▶ **Your goal**:
In the material below, find every line containing the string "errors" and return it.

▶ **Data extract**:
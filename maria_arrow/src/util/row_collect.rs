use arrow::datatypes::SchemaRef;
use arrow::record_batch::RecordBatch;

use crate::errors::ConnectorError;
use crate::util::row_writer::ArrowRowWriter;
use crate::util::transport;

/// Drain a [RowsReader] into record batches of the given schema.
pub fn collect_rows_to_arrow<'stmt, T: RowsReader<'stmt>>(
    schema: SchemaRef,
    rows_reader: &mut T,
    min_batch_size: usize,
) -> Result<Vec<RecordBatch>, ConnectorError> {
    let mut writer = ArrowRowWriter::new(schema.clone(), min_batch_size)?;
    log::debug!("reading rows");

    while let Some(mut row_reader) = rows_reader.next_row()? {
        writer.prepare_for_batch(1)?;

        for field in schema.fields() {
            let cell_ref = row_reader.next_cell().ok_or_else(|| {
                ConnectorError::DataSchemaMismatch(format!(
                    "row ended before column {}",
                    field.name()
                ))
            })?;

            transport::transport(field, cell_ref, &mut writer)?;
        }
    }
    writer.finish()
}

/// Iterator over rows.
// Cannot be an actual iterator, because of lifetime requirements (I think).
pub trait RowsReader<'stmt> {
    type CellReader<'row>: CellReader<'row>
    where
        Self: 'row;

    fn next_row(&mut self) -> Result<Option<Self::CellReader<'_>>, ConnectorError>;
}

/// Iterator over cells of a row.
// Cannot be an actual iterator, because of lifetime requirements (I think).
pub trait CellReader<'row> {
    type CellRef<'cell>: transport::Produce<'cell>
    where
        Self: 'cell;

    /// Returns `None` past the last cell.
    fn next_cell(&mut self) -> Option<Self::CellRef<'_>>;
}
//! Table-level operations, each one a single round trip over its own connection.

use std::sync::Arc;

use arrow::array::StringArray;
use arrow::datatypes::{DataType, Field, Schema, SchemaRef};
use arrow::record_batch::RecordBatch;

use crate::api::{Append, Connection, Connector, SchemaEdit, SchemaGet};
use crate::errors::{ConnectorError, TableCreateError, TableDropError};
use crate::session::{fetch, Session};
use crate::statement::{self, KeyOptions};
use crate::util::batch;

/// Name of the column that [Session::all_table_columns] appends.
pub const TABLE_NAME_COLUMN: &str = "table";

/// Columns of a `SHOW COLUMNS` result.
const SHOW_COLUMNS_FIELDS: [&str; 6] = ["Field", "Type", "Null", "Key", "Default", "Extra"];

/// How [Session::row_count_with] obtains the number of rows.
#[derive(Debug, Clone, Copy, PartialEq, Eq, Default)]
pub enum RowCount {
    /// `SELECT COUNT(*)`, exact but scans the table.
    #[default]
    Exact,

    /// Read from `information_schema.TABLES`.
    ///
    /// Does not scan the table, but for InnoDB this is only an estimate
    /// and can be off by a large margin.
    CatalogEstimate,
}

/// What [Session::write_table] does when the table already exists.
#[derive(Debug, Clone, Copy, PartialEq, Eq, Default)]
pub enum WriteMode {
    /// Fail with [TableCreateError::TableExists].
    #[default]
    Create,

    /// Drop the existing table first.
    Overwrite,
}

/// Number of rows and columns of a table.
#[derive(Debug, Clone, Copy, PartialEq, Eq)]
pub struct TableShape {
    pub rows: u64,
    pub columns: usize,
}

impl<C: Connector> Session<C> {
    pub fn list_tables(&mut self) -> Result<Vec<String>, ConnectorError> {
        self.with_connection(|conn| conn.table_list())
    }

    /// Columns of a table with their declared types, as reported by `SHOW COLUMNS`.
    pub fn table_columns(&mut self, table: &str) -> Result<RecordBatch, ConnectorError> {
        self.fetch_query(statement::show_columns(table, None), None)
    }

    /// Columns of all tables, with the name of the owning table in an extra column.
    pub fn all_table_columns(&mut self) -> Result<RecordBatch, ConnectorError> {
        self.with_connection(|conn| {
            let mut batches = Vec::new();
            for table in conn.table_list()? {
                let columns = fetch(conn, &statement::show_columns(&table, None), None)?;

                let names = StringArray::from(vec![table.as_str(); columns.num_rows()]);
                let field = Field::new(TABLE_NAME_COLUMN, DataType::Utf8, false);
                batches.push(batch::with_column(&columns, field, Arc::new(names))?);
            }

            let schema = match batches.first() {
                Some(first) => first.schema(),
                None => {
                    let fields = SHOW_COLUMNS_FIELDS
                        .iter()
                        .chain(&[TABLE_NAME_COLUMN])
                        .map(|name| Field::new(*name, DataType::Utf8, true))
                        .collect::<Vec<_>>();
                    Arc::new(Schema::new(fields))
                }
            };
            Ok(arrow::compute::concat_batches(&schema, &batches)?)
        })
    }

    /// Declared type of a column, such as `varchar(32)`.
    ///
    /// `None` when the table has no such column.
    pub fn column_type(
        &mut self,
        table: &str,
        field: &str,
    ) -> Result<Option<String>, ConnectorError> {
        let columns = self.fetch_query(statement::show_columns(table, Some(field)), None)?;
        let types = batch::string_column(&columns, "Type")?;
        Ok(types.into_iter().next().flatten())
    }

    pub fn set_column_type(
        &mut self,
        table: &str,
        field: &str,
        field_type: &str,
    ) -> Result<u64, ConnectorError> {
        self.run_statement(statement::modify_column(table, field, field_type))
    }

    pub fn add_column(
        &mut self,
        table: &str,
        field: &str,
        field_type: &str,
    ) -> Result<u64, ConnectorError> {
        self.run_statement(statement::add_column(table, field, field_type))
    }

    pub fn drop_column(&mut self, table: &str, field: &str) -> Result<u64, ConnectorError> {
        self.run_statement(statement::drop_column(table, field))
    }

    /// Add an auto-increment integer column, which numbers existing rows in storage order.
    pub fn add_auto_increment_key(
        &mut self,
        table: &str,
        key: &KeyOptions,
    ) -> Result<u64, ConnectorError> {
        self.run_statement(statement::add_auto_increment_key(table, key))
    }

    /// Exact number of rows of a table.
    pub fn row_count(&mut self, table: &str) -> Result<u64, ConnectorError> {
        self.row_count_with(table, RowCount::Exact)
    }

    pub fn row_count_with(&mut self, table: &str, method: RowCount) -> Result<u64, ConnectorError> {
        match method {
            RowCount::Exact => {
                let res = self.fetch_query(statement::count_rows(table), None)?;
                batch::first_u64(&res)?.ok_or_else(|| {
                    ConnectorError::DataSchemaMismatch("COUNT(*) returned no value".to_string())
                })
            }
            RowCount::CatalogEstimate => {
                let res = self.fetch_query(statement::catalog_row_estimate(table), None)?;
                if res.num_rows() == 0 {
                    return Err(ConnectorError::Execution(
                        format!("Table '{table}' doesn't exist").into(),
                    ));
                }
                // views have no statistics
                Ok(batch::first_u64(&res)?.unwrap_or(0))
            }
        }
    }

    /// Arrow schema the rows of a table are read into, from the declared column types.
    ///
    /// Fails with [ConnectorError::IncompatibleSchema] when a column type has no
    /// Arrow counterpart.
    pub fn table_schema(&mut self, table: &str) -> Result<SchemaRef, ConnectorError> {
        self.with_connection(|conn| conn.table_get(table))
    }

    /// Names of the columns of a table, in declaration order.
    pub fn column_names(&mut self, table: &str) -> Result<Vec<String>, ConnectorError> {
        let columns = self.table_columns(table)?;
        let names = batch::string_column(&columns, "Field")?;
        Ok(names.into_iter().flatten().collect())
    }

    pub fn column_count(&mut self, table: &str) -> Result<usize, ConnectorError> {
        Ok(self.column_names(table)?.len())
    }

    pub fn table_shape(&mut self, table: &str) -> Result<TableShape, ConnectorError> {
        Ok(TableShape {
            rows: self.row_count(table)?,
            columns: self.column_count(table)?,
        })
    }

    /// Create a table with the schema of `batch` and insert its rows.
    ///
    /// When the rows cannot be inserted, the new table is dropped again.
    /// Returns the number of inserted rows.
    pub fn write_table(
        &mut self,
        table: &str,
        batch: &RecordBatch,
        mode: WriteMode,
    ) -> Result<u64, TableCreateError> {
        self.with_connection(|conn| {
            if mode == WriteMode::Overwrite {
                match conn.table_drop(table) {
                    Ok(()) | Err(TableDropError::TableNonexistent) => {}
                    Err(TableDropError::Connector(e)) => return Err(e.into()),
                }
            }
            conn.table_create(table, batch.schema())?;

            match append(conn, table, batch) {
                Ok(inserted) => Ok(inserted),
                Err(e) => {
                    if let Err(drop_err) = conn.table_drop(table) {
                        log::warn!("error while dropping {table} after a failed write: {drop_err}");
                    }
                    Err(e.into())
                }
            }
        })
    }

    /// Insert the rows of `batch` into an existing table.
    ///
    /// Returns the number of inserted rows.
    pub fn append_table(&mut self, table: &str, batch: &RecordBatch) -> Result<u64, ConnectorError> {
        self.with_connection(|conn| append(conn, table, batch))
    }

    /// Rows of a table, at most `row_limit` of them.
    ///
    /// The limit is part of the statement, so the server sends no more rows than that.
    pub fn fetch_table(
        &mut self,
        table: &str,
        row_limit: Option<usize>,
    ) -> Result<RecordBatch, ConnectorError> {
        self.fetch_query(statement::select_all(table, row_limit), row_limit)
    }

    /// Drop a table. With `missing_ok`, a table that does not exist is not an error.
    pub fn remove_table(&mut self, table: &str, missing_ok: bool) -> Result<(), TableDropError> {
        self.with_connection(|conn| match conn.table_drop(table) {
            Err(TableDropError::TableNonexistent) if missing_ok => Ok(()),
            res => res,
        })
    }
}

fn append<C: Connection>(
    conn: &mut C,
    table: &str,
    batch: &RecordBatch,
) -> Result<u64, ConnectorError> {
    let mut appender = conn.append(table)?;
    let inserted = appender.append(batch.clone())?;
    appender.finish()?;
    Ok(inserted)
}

▶ **The completed task**:
use crate::errors::ConnectorError;
use crate::errors::{ConnectorError, TableCreateError, TableDropError};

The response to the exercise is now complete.